PROMPT: Repeat every record exactly as written.

***** ENTRIES PROVIDED

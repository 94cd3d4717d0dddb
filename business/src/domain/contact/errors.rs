#[derive(Debug, PartialEq, Eq, thiserror::Error)]
pub enum ContactError {
    #[error("contact.name_empty")]
    NameEmpty,
    #[error("contact.email_invalid")]
    EmailInvalid,
    #[error("contact.message_empty")]
    MessageEmpty,
    #[error("contact.delivery_failed")]
    DeliveryFailed,
    #[error("contact.not_configured")]
    NotConfigured,
}
/// Errors raised by catalog sources and other outbound ports.
/// Use code-style identifiers for all error variants for i18n compatibility.
#[derive(Debug, thiserror::Error)]
pub enum RepositoryError {
    #[error("repository.unavailable")]
    Unavailable,
    #[error("repository.malformed")]
    Malformed,
}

**********

OUTPUT OF THE TASK:
repository 94cd3d4717d0dddb
filename business/src/domain/contact/errors.rs
#[derive(Debug, PartialEq, Eq, thiserror::Error)]
pub enum ContactError {
    #[error("contact.name_empty")]
    NameEmpty,
    #[error("contact.email_invalid")]
    EmailInvalid,
    #[error("contact.message_empty")]
    MessageEmpty,
    #[error("contact.delivery_failed")]
    DeliveryFailed,
    #[error("contact.not_configured")]
    NotConfigured,
}
/// Errors raised by catalog sources and other outbound ports.
/// Use code-style identifiers for all error variants for i18n compatibility.
#[derive(Debug, thiserror::Error)]
pub enum RepositoryError {
    #[error("repository.unavailable")]
    Unavailable,
    #[error("repository.malformed")]
    Malformed,
}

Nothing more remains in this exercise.